I know it seems like this place is rapidly turning into the 24-hour Ferguson protest blog, but frankly it's news and I feel like running stories on it, and things need to be said. Attorney General Eric Holder had some things to say today too in an op-ed in the St. Louis Post-Dispatch entitled "A message to the people of Ferguson".
The full resources of the Department of Justice have been committed to the investigation into Michael Brown’s death. This inquiry will take time to complete, but we have already taken significant steps. Approximately 40 FBI agents and some of the Civil Rights Division’s most experienced prosecutors have been deployed to lead this process, with the assistance of the United States Attorney in St. Louis. Hundreds of people have already been interviewed in connection with this matter. On Monday, at my direction, a team of federal medical examiners conducted an independent autopsy.
We understand the need for an independent investigation, and we hope that the independence and thoroughness of our investigation will bring some measure of calm to the tensions in Ferguson. In order to begin the healing process, however, we must first see an end to the acts of violence in the streets of Ferguson. Although these acts have been committed by a very small minority — and, in many cases, by individuals from outside Ferguson — they seriously undermine, rather than advance, the cause of justice. And they interrupt the deeper conversation that the legitimate demonstrators are trying to advance.

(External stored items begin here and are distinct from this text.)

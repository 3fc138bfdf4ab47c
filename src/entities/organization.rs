//! Organization entity - The tenant boundary.
//!
//! Every expense, budget, policy, user, category, and store is scoped to
//! exactly one organization.

use sea_orm::entity::prelude::*;
use serde::{Deserialize, Serialize};

/// Organization database model
#[derive(Clone, Debug, PartialEq, DeriveEntityModel, Serialize, Deserialize)]
#[sea_orm(table_name = "organizations")]
pub struct Model {
    /// Unique identifier for the organization
    #[sea_orm(primary_key, auto_increment = false)]
    pub id: String,
    /// Display name of the organization
    pub name: String,
}

/// Defines relationships between Organization and other entities
#[derive(Copy, Clone, Debug, EnumIter, DeriveRelation)]
pub enum Relation {
    /// One organization has many expenses
    #[sea_orm(has_many = "super::expense::Entity")]
    Expenses,
    /// One organization has many budgets
    #[sea_orm(has_many = "super::budget::Entity")]
    Budgets,
    /// One organization has many policies
    #[sea_orm(has_many = "super::policy::Entity")]
    Policies,
    /// One organization has many users
    #[sea_orm(has_many = "super::user::Entity")]
    Users,
    /// One organization has many categories
    #[sea_orm(has_many = "super::category::Entity")]
    Categories,
    /// One organization has many stores
    #[sea_orm(has_many = "super::store::Entity")]
    Stores,
}

impl Related<super::expense::Entity> for Entity {
    fn to() -> RelationDef {
        Relation::Expenses.def()
    }
}

impl Related<super::budget::Entity> for Entity {
    fn to() -> RelationDef {
        Relation::Budgets.def()
    }
}

impl Related<super::policy::Entity> for Entity {
    fn to() -> RelationDef {
        Relation::Policies.def()
    }
}

impl Related<super::user::Entity> for Entity {
    fn to() -> RelationDef {
        Relation::Users.def()
    }
}

impl Related<super::category::Entity> for Entity {
    fn to() -> RelationDef {
        Relation::Categories.def()
    }
}

impl Related<super::store::Entity> for Entity {
    fn to() -> RelationDef {
        Relation::Stores.def()
    }
}

impl ActiveModelBehavior for ActiveModel {}
//! Default policy configuration loading from config.toml
//!
//! This module provides functionality to load a default policy set from a
//! TOML configuration file. The policies defined in config.toml are used to
//! seed an organization on first run or when policies are missing.

use crate::{
    entities::{Policy, policy},
    errors::{Error, Result},
};
use rust_decimal::Decimal;
use sea_orm::{Set, prelude::*};
use serde::Deserialize;
use std::path::Path;
use tracing::info;

/// Configuration structure representing the entire config.toml file
#[derive(Debug, Deserialize)]
pub struct Config {
    /// List of policy configurations to seed
    pub policies: Vec<PolicyConfig>,
}

/// Configuration for a single policy
#[derive(Debug, Deserialize, Clone)]
pub struct PolicyConfig {
    /// Name of the policy
    pub name: String,
    /// Hard cap on a single expense amount
    pub max_amount: Option<Decimal>,
    /// Whether expenses under this policy must carry a receipt
    #[serde(default = "default_true")]
    pub requires_receipt: bool,
    /// Whether expenses at or above the approval threshold need manual approval
    #[serde(default = "default_true")]
    pub requires_approval: bool,
    /// Amount at which manual approval becomes mandatory
    pub approval_threshold: Option<Decimal>,
}

const fn default_true() -> bool {
    true
}

/// Loads policy configuration from a TOML file
///
/// # Errors
/// Returns an error if:
/// - The file cannot be read
/// - The TOML syntax is invalid
/// - Required fields are missing
pub fn load_config<P: AsRef<Path>>(path: P) -> Result<Config> {
    let contents = std::fs::read_to_string(path.as_ref()).map_err(|e| Error::Config {
        message: format!("Failed to read config file: {e}"),
    })?;

    toml::from_str(&contents).map_err(|e| Error::Config {
        message: format!("Failed to parse config.toml: {e}"),
    })
}

/// Loads policy configuration from the default location (./config.toml)
pub fn load_default_config() -> Result<Config> {
    load_config("config.toml")
}

/// Seeds an organization with the configured default policies.
///
/// Policies already present (matched by name within the organization) are
/// left untouched, so seeding is idempotent. Returns the number of policies
/// inserted.
pub async fn seed_default_policies(
    db: &DatabaseConnection,
    organization_id: &str,
    config: &Config,
) -> Result<usize> {
    let mut inserted = 0;

    for policy_config in &config.policies {
        let existing = Policy::find()
            .filter(policy::Column::OrganizationId.eq(organization_id))
            .filter(policy::Column::Name.eq(&policy_config.name))
            .one(db)
            .await?;

        if existing.is_some() {
            continue;
        }

        let policy = policy::ActiveModel {
            id: Set(uuid::Uuid::new_v4().to_string()),
            name: Set(policy_config.name.clone()),
            organization_id: Set(organization_id.to_string()),
            category_id: Set(None),
            max_amount: Set(policy_config.max_amount),
            requires_receipt: Set(policy_config.requires_receipt),
            requires_approval: Set(policy_config.requires_approval),
            approval_threshold: Set(policy_config.approval_threshold),
            is_active: Set(true),
        };
        policy.insert(db).await?;

        info!(organization_id, name = %policy_config.name, "seeded default policy");
        inserted += 1;
    }

    Ok(inserted)
}
//! Category entity - Reporting buckets for expenses, budgets, and policies.

use sea_orm::entity::prelude::*;
use serde::{Deserialize, Serialize};

/// Category database model
#[derive(Clone, Debug, PartialEq, DeriveEntityModel, Serialize, Deserialize)]
#[sea_orm(table_name = "categories")]
pub struct Model {
    /// Unique identifier for the category
    #[sea_orm(primary_key, auto_increment = false)]
    pub id: String,
    /// Display name (e.g., "Travel", "Meals")
    pub name: String,
    /// Organization the category belongs to
    pub organization_id: String,
}

/// Defines relationships between Category and other entities
#[derive(Copy, Clone, Debug, EnumIter, DeriveRelation)]
pub enum Relation {
    /// Each category belongs to one organization
    #[sea_orm(
        belongs_to = "super::organization::Entity",
        from = "Column::OrganizationId",
        to = "super::organization::Column::Id"
    )]
    Organization,
    /// One category has many expenses
    #[sea_orm(has_many = "super::expense::Entity")]
    Expenses,
    /// One category has many budgets
    #[sea_orm(has_many = "super::budget::Entity")]
    Budgets,
    /// One category has many policies
    #[sea_orm(has_many = "super::policy::Entity")]
    Policies,
}

impl Related<super::organization::Entity> for Entity {
    fn to() -> RelationDef {
        Relation::Organization.def()
    }
}

impl Related<super::expense::Entity> for Entity {
    fn to() -> RelationDef {
        Relation::Expenses.def()
    }
}

impl Related<super::budget::Entity> for Entity {
    fn to() -> RelationDef {
        Relation::Budgets.def()
    }
}

impl Related<super::policy::Entity> for Entity {
    fn to() -> RelationDef {
        Relation::Policies.def()
    }
}

impl ActiveModelBehavior for ActiveModel {}
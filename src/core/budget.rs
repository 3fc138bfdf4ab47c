//! Budget business logic - utilization arithmetic and spend tracking.
//!
//! The pure functions in this module compute remaining amounts, utilization,
//! and limit flags from already-loaded decimals. [`BudgetLedger`] gives a
//! single-writer, in-memory view of a budget and the expenses charged to it;
//! the async functions persist budgets and mutate the running spent sum with
//! atomic database-level updates.

use crate::{
    core::money,
    entities::{Budget, budget, budget::BudgetPeriod, expense},
    errors::{Error, Result},
};
use chrono::NaiveDate;
use rust_decimal::Decimal;
use rust_decimal_macros::dec;
use sea_orm::{QueryOrder, Set, prelude::*};
use tracing::debug;

/// Fraction of the allocation at which a budget counts as near its limit,
/// used when no explicit threshold is configured.
pub const DEFAULT_ALERT_THRESHOLD: Decimal = dec!(0.80);

/// Exact remaining allocation: `allocated - spent`, no rounding.
///
/// Goes negative once a budget is overspent.
#[must_use]
pub fn remaining_amount(allocated: Decimal, spent: Decimal) -> Decimal {
    allocated - spent
}

/// Whether spending strictly exceeds the allocation.
#[must_use]
pub fn is_over_budget(allocated: Decimal, spent: Decimal) -> bool {
    spent > allocated
}

/// Whether utilization has reached the alert threshold.
///
/// The threshold is a fraction (0.80 means 80%); the comparison is made in
/// percentage space against the scale-4 utilization so an exact threshold
/// hit counts as near the limit.
#[must_use]
pub fn is_near_limit(allocated: Decimal, spent: Decimal, alert_threshold: Decimal) -> bool {
    money::utilization_percent(allocated, spent) >= alert_threshold * Decimal::ONE_HUNDRED
}

/// Whether the budget's covered period has ended as of `today` (strict).
///
/// A budget expires the day *after* its end date; `today == end_date` is
/// still in range.
#[must_use]
pub fn is_expired(budget: &budget::Model, today: NaiveDate) -> bool {
    today > budget.end_date
}

/// Whether the budget is administratively active and not yet expired.
#[must_use]
pub fn is_currently_active(budget: &budget::Model, today: NaiveDate) -> bool {
    budget.is_active && !is_expired(budget, today)
}

/// An owned snapshot of a budget together with the expenses charged to it.
///
/// Callers load a budget, apply charges through the ledger, and persist the
/// resulting spent amount themselves; the ledger itself never touches the
/// database and must not be shared across writers.
#[derive(Debug, Clone)]
pub struct BudgetLedger {
    budget: budget::Model,
    expenses: Vec<expense::Model>,
}

impl BudgetLedger {
    /// Wraps a loaded budget with an empty charge list.
    #[must_use]
    pub const fn new(budget: budget::Model) -> Self {
        Self {
            budget,
            expenses: Vec::new(),
        }
    }

    /// The underlying budget snapshot.
    #[must_use]
    pub const fn budget(&self) -> &budget::Model {
        &self.budget
    }

    /// Expenses currently charged to this ledger.
    #[must_use]
    pub fn expenses(&self) -> &[expense::Model] {
        &self.expenses
    }

    /// Charges an expense: adds its amount to the spent sum and records the
    /// reference. An expense without an amount is ignored entirely.
    pub fn add_expense(&mut self, expense: expense::Model) {
        if let Some(amount) = expense.amount {
            self.budget.spent_amount += amount;
            self.expenses.push(expense);
        }
    }

    /// Reverses a prior charge. Only acts when the expense is currently
    /// associated with the ledger; the spent sum returns to its exact prior
    /// value.
    pub fn remove_expense(&mut self, expense: &expense::Model) {
        if expense.amount.is_none() {
            return;
        }
        if let Some(position) = self.expenses.iter().position(|e| e.id == expense.id) {
            let removed = self.expenses.remove(position);
            if let Some(amount) = removed.amount {
                self.budget.spent_amount -= amount;
            }
        }
    }

    /// Exact remaining allocation for the tracked budget.
    #[must_use]
    pub fn remaining_amount(&self) -> Decimal {
        remaining_amount(self.budget.allocated_amount, self.budget.spent_amount)
    }

    /// Utilization percentage for the tracked budget.
    #[must_use]
    pub fn utilization_percent(&self) -> Decimal {
        money::utilization_percent(self.budget.allocated_amount, self.budget.spent_amount)
    }

    /// Whether the tracked budget is overspent.
    #[must_use]
    pub fn is_over_budget(&self) -> bool {
        is_over_budget(self.budget.allocated_amount, self.budget.spent_amount)
    }

    /// Whether the tracked budget has reached its alert threshold.
    #[must_use]
    pub fn is_near_limit(&self) -> bool {
        is_near_limit(
            self.budget.allocated_amount,
            self.budget.spent_amount,
            self.budget.alert_threshold,
        )
    }

    /// Consumes the ledger, returning the budget with its updated spent sum.
    #[must_use]
    pub fn into_budget(self) -> budget::Model {
        self.budget
    }
}

/// Creates a new budget with the specified parameters, performing input validation.
///
/// The name must be non-blank, the allocation strictly positive, the date
/// range ordered, and the alert threshold (when given) a fraction in (0, 1].
/// The spent amount starts at zero.
#[allow(clippy::too_many_arguments)]
pub async fn create_budget(
    db: &DatabaseConnection,
    name: String,
    organization_id: String,
    category_id: Option<String>,
    period: BudgetPeriod,
    start_date: NaiveDate,
    end_date: NaiveDate,
    allocated_amount: Decimal,
    alert_threshold: Option<Decimal>,
) -> Result<budget::Model> {
    if name.trim().is_empty() {
        return Err(Error::Config {
            message: "Budget name cannot be empty".to_string(),
        });
    }

    if allocated_amount <= Decimal::ZERO {
        return Err(Error::InvalidAmount {
            amount: allocated_amount,
        });
    }

    if end_date < start_date {
        return Err(Error::Config {
            message: format!("Budget end date {end_date} precedes start date {start_date}"),
        });
    }

    let alert_threshold = alert_threshold.unwrap_or(DEFAULT_ALERT_THRESHOLD);
    if alert_threshold <= Decimal::ZERO || alert_threshold > Decimal::ONE {
        return Err(Error::Config {
            message: format!("Alert threshold {alert_threshold} is not a fraction in (0, 1]"),
        });
    }

    let budget = budget::ActiveModel {
        id: Set(uuid::Uuid::new_v4().to_string()),
        name: Set(name.trim().to_string()),
        organization_id: Set(organization_id),
        category_id: Set(category_id),
        period: Set(period),
        start_date: Set(start_date),
        end_date: Set(end_date),
        allocated_amount: Set(allocated_amount),
        spent_amount: Set(Decimal::ZERO),
        alert_threshold: Set(alert_threshold),
        is_active: Set(true),
    };

    let result = budget.insert(db).await?;
    Ok(result)
}

/// Finds a budget by its unique ID.
pub async fn get_budget_by_id(
    db: &DatabaseConnection,
    budget_id: &str,
) -> Result<Option<budget::Model>> {
    Budget::find_by_id(budget_id).one(db).await.map_err(Into::into)
}

/// Retrieves all administratively active budgets for an organization,
/// ordered alphabetically by name.
///
/// Date-based expiry is a property of "now" and is left to the caller via
/// [`is_currently_active`].
pub async fn get_active_budgets_for_organization(
    db: &DatabaseConnection,
    organization_id: &str,
) -> Result<Vec<budget::Model>> {
    Budget::find()
        .filter(budget::Column::OrganizationId.eq(organization_id))
        .filter(budget::Column::IsActive.eq(true))
        .order_by_asc(budget::Column::Name)
        .all(db)
        .await
        .map_err(Into::into)
}

/// Adjusts a budget's spent sum by atomically adding a delta.
///
/// Uses a single SQL UPDATE (`spent_amount = spent_amount + delta`) so
/// concurrent charges cannot lose updates through read-modify-write races.
///
/// # Arguments
/// * `db` - Database connection or transaction
/// * `budget_id` - ID of the budget to update
/// * `delta` - Amount to add to the spent sum (negative to release)
///
/// # Returns
/// The updated budget model
pub async fn update_budget_spent_atomic<C>(
    db: &C,
    budget_id: &str,
    delta: Decimal,
) -> Result<budget::Model>
where
    C: ConnectionTrait,
{
    use sea_orm::sea_query::Expr;

    // First verify the budget exists
    let _budget = Budget::find_by_id(budget_id)
        .one(db)
        .await?
        .ok_or_else(|| Error::BudgetNotFound {
            id: budget_id.to_string(),
        })?;

    // Perform atomic update: spent_amount = spent_amount + delta
    Budget::update_many()
        .col_expr(
            budget::Column::SpentAmount,
            Expr::col(budget::Column::SpentAmount).add(delta),
        )
        .filter(budget::Column::Id.eq(budget_id))
        .exec(db)
        .await?;

    // Return the updated budget
    Budget::find_by_id(budget_id)
        .one(db)
        .await?
        .ok_or_else(|| Error::BudgetNotFound {
            id: budget_id.to_string(),
        })
}

/// Charges an expense's amount against a budget's persistent spent sum.
///
/// An expense without an amount leaves the budget untouched and returns the
/// current model.
pub async fn charge_expense_to_budget(
    db: &DatabaseConnection,
    budget_id: &str,
    expense: &expense::Model,
) -> Result<budget::Model> {
    match expense.amount {
        Some(amount) => {
            debug!(budget_id, expense_id = %expense.id, %amount, "charging expense to budget");
            update_budget_spent_atomic(db, budget_id, amount).await
        }
        None => get_budget_by_id(db, budget_id)
            .await?
            .ok_or_else(|| Error::BudgetNotFound {
                id: budget_id.to_string(),
            }),
    }
}

/// Reverses a prior charge against a budget's persistent spent sum.
///
/// Exact inverse of [`charge_expense_to_budget`]; callers are responsible
/// for only releasing expenses that were actually charged.
pub async fn release_expense_from_budget(
    db: &DatabaseConnection,
    budget_id: &str,
    expense: &expense::Model,
) -> Result<budget::Model> {
    match expense.amount {
        Some(amount) => {
            debug!(budget_id, expense_id = %expense.id, %amount, "releasing expense from budget");
            update_budget_spent_atomic(db, budget_id, -amount).await
        }
        None => get_budget_by_id(db, budget_id)
            .await?
            .ok_or_else(|| Error::BudgetNotFound {
                id: budget_id.to_string(),
            }),
    }
}
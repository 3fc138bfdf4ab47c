//! Budget entity - Tracks allocated versus spent amounts for an organization.
//!
//! Each budget covers a period (monthly, quarterly, or annual) bounded by
//! start and end dates. `spent_amount` is the running sum of expense amounts
//! charged to the budget and is only mutated through the charge/release
//! operations in [`crate::core::budget`].

use sea_orm::entity::prelude::*;
use serde::{Deserialize, Serialize};

/// Budget database model
#[derive(Clone, Debug, PartialEq, DeriveEntityModel, Serialize, Deserialize)]
#[sea_orm(table_name = "budgets")]
pub struct Model {
    /// Unique identifier for the budget
    #[sea_orm(primary_key, auto_increment = false)]
    pub id: String,
    /// Human-readable name (e.g., "Q4 Travel Budget")
    pub name: String,
    /// Organization the budget belongs to
    pub organization_id: String,
    /// Restricts the budget to one category, None for organization-wide
    pub category_id: Option<String>,
    /// Budgeting period granularity
    pub period: BudgetPeriod,
    /// First day the budget covers
    pub start_date: Date,
    /// Last day the budget covers; the budget expires strictly after this
    pub end_date: Date,
    /// Total amount allocated for the period, always positive
    pub allocated_amount: Decimal,
    /// Running sum of expense amounts charged against the allocation
    pub spent_amount: Decimal,
    /// Utilization fraction at which the budget counts as near its limit
    pub alert_threshold: Decimal,
    /// Administrative on/off switch, independent of date-based expiry
    pub is_active: bool,
}

/// Period granularity for a budget.
#[derive(Copy, Clone, Debug, PartialEq, Eq, EnumIter, DeriveActiveEnum, Serialize, Deserialize)]
#[sea_orm(rs_type = "String", db_type = "String(StringLen::N(16))")]
pub enum BudgetPeriod {
    /// One calendar month
    #[sea_orm(string_value = "Monthly")]
    Monthly,
    /// One calendar quarter
    #[sea_orm(string_value = "Quarterly")]
    Quarterly,
    /// One calendar year
    #[sea_orm(string_value = "Annually")]
    Annually,
}

/// Defines relationships between Budget and other entities
#[derive(Copy, Clone, Debug, EnumIter, DeriveRelation)]
pub enum Relation {
    /// Each budget belongs to one organization
    #[sea_orm(
        belongs_to = "super::organization::Entity",
        from = "Column::OrganizationId",
        to = "super::organization::Column::Id"
    )]
    Organization,
    /// Optional category restriction
    #[sea_orm(
        belongs_to = "super::category::Entity",
        from = "Column::CategoryId",
        to = "super::category::Column::Id"
    )]
    Category,
}

impl Related<super::organization::Entity> for Entity {
    fn to() -> RelationDef {
        Relation::Organization.def()
    }
}

impl Related<super::category::Entity> for Entity {
    fn to() -> RelationDef {
        Relation::Category.def()
    }
}

impl ActiveModelBehavior for ActiveModel {}
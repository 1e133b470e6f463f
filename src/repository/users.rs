//! Users repository backed by Postgres.

use async_trait::async_trait;
use sqlx::{FromRow, PgPool};
use uuid::Uuid;

use crate::error::{AppError, AppResult};
use crate::models::user::{Customer, Librarian};
use crate::query::sql::{sql_filter_by, sql_paginate_by, sql_sort_by, DatabaseFields};
use crate::query::{Filters, Pagination, Sorting};

use super::UserRepository;

#[derive(Clone)]
pub struct PgUserRepository {
    pool: PgPool,
}

impl PgUserRepository {
    pub fn new(pool: PgPool) -> Self {
        Self { pool }
    }

    fn customer_fields() -> DatabaseFields {
        // Non-text columns are filtered through their text projection so
        // the bound parameters (always text) compare cleanly.
        DatabaseFields::new([
            ("id", "customers.id::text"),
            ("name", "customers.name"),
            ("last_name", "customers.last_name"),
            ("national_id", "customers.national_id"),
            ("status", "customers.status"),
        ])
    }
}

/// Flat customer row; the contact details travel as a JSONB document.
#[derive(FromRow)]
struct CustomerRow {
    id: Uuid,
    name: String,
    last_name: String,
    national_id: String,
    status: String,
    contact_details: serde_json::Value,
}

impl TryFrom<CustomerRow> for Customer {
    type Error = AppError;

    fn try_from(row: CustomerRow) -> Result<Self, Self::Error> {
        Ok(Customer {
            id: row.id,
            name: row.name,
            last_name: row.last_name,
            national_id: row.national_id,
            status: row.status.parse()?,
            contact_details: serde_json::from_value(row.contact_details)
                .map_err(|e| AppError::Internal(format!("error decoding contact details: {e}")))?,
        })
    }
}

#[async_trait]
impl UserRepository for PgUserRepository {
    async fn create_librarian(&self, librarian: &Librarian) -> AppResult<()> {
        sqlx::query("INSERT INTO librarians (id, name, email, password) VALUES ($1, $2, $3, $4)")
            .bind(librarian.id)
            .bind(&librarian.name)
            .bind(&librarian.email)
            .bind(&librarian.password)
            .execute(&self.pool)
            .await?;

        Ok(())
    }

    async fn get_librarian_by_email(&self, email: &str) -> AppResult<Option<Librarian>> {
        let librarian = sqlx::query_as::<_, Librarian>(
            "SELECT id, name, email, password FROM librarians WHERE email = $1",
        )
        .bind(email)
        .fetch_optional(&self.pool)
        .await?;

        Ok(librarian)
    }

    async fn create_customer(&self, customer: &Customer) -> AppResult<()> {
        let contact_details = serde_json::to_value(&customer.contact_details)
            .map_err(|e| AppError::Internal(format!("error encoding contact details: {e}")))?;

        sqlx::query(
            r#"
            INSERT INTO customers (id, name, last_name, national_id, status, contact_details)
            VALUES ($1, $2, $3, $4, $5, $6)
            "#,
        )
        .bind(customer.id)
        .bind(&customer.name)
        .bind(&customer.last_name)
        .bind(&customer.national_id)
        .bind(customer.status.as_str())
        .bind(contact_details)
        .execute(&self.pool)
        .await?;

        Ok(())
    }

    async fn update_customer(&self, customer: &Customer) -> AppResult<()> {
        let contact_details = serde_json::to_value(&customer.contact_details)
            .map_err(|e| AppError::Internal(format!("error encoding contact details: {e}")))?;

        sqlx::query(
            r#"
            UPDATE customers
            SET name = $2, last_name = $3, national_id = $4, status = $5, contact_details = $6
            WHERE id = $1
            "#,
        )
        .bind(customer.id)
        .bind(&customer.name)
        .bind(&customer.last_name)
        .bind(&customer.national_id)
        .bind(customer.status.as_str())
        .bind(contact_details)
        .execute(&self.pool)
        .await?;

        Ok(())
    }

    async fn get_customer(&self, id: Uuid) -> AppResult<Option<Customer>> {
        let row = sqlx::query_as::<_, CustomerRow>(
            r#"
            SELECT id, name, last_name, national_id, status, contact_details
            FROM customers WHERE id = $1
            "#,
        )
        .bind(id)
        .fetch_optional(&self.pool)
        .await?;

        row.map(Customer::try_from).transpose()
    }

    async fn find_customers(
        &self,
        filters: &Filters,
        sorting: Option<&Sorting>,
        pagination: Option<&Pagination>,
    ) -> AppResult<Vec<Customer>> {
        let fields = Self::customer_fields();
        let filter = sql_filter_by(filters, &fields);

        let mut sql = String::from(
            "SELECT id, name, last_name, national_id, status, contact_details FROM customers",
        );
        if !filter.is_empty() {
            sql = format!("{} WHERE {}", sql, filter.clause);
        }
        if let Some(sorting) = sorting {
            let order = sql_sort_by(std::slice::from_ref(sorting), &fields);
            if !order.is_empty() {
                sql = format!("{} {}", sql, order);
            }
        }
        let page = sql_paginate_by(pagination);
        if !page.is_empty() {
            sql = format!("{} {}", sql, page);
        }

        let mut query = sqlx::query_as::<_, CustomerRow>(&sql);
        for param in &filter.params {
            query = query.bind(param);
        }

        let rows = query.fetch_all(&self.pool).await?;
        rows.into_iter().map(Customer::try_from).collect()
    }
}
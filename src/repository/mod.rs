//! Repository layer: the narrow persistence surfaces the controllers
//! depend on, with a Postgres implementation for production and an
//! in-memory implementation for tests and local wiring.
//!
//! Lookups that succeed but find nothing return `Ok(None)` (or an empty
//! vector); errors are reserved for storage failures.

pub mod catalog;
pub mod memory;
pub mod rentals;
pub mod users;

use async_trait::async_trait;
use uuid::Uuid;

use crate::error::AppResult;
use crate::models::asset::Asset;
use crate::models::rental::Rental;
use crate::models::user::{Customer, Librarian};
use crate::query::{Filters, Pagination, Sorting};

pub use catalog::PgCatalogRepository;
pub use rentals::PgRentalRepository;
pub use users::PgUserRepository;

/// Interactions between the user domain and the persistence layer.
#[async_trait]
pub trait UserRepository: Send + Sync {
    /// Insert the provided librarian into the store.
    async fn create_librarian(&self, librarian: &Librarian) -> AppResult<()>;

    /// Retrieve the librarian linked to the provided email, if any.
    async fn get_librarian_by_email(&self, email: &str) -> AppResult<Option<Librarian>>;

    /// Insert the provided customer into the store.
    async fn create_customer(&self, customer: &Customer) -> AppResult<()>;

    /// Persist the provided customer data over the stored customer.
    async fn update_customer(&self, customer: &Customer) -> AppResult<()>;

    /// Retrieve the customer linked to the provided ID, if any.
    async fn get_customer(&self, id: Uuid) -> AppResult<Option<Customer>>;

    /// Retrieve the customers matching the provided query options.
    async fn find_customers(
        &self,
        filters: &Filters,
        sorting: Option<&Sorting>,
        pagination: Option<&Pagination>,
    ) -> AppResult<Vec<Customer>>;
}

/// Interactions between the catalog domain and the persistence layer.
#[async_trait]
pub trait CatalogRepository: Send + Sync {
    /// Insert the provided asset into the store.
    async fn create_asset(&self, asset: &Asset) -> AppResult<()>;

    /// Remove the asset linked to the given ID from the catalog.
    async fn delete_asset(&self, id: Uuid) -> AppResult<()>;

    /// Retrieve the asset linked to the given ID, if any.
    async fn get_asset(&self, id: Uuid) -> AppResult<Option<Asset>>;

    /// Retrieve the assets matching the provided query options.
    async fn find_assets(
        &self,
        filters: &Filters,
        sorting: Option<&Sorting>,
        pagination: Option<&Pagination>,
    ) -> AppResult<Vec<Asset>>;
}

/// Interactions between the rental domain and the persistence layer.
#[async_trait]
pub trait RentalRepository: Send + Sync {
    /// Insert the provided rental into the store.
    async fn create_rental(&self, rental: &Rental) -> AppResult<()>;

    /// Persist the provided rental data over the stored rental.
    async fn update_rental(&self, rental: &Rental) -> AppResult<()>;

    /// Retrieve the rental linked to the provided ID, if any.
    async fn get_rental(&self, id: Uuid) -> AppResult<Option<Rental>>;

    /// Retrieve the active rental matching the provided customer and
    /// asset, if any.
    async fn get_active_rental(
        &self,
        customer_id: Uuid,
        asset_id: Uuid,
    ) -> AppResult<Option<Rental>>;

    /// Retrieve the rentals matching the provided query options.
    async fn find_rentals(
        &self,
        filters: &Filters,
        sorting: Option<&Sorting>,
        pagination: Option<&Pagination>,
    ) -> AppResult<Vec<Rental>>;
}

The Justice Department will defend the right of protesters to peacefully demonstrate and for the media to cover a story that must be told. But violence cannot be condoned. I urge the citizens of Ferguson who have been peacefully exercising their First Amendment rights to join with law enforcement in condemning the actions of looters, vandals and others seeking to inflame tensions and sow discord.
Law enforcement has a role to play in reducing tensions, as well. As the brother of a retired law enforcement officer, I know firsthand that our men and women in uniform perform their duties in the face of tremendous threats and significant personal risk. They put their lives on the line every day, and they often have to make split-second decisions.
At the same time, good law enforcement requires forging bonds of trust between the police and the public. This trust is all-important, but it is also fragile. It requires that force be used in appropriate ways. Enforcement priorities and arrest patterns must not lead to disparate treatment under the law, even if such treatment is unintended. And police forces should reflect the diversity of the communities they serve.
I'm glad to see Eric Holder openly say that he's backing the people of Ferguson here, and that regardless of the outcome of the shooting of Michael Brown, the Ferguson PD and St. Louis County PD have a lot of work to do to earn back the trust of the people.
For some that will never happen. There just isn't anything that can make this 100% right again. But they have to go ahead and do it regardless because it's the right thing to do.
And yes, I wouldn't mind seeing both departments taken over by the feds. They've lost the trust of whom they serve, and that's enough to pull the plug and reform them wholesale.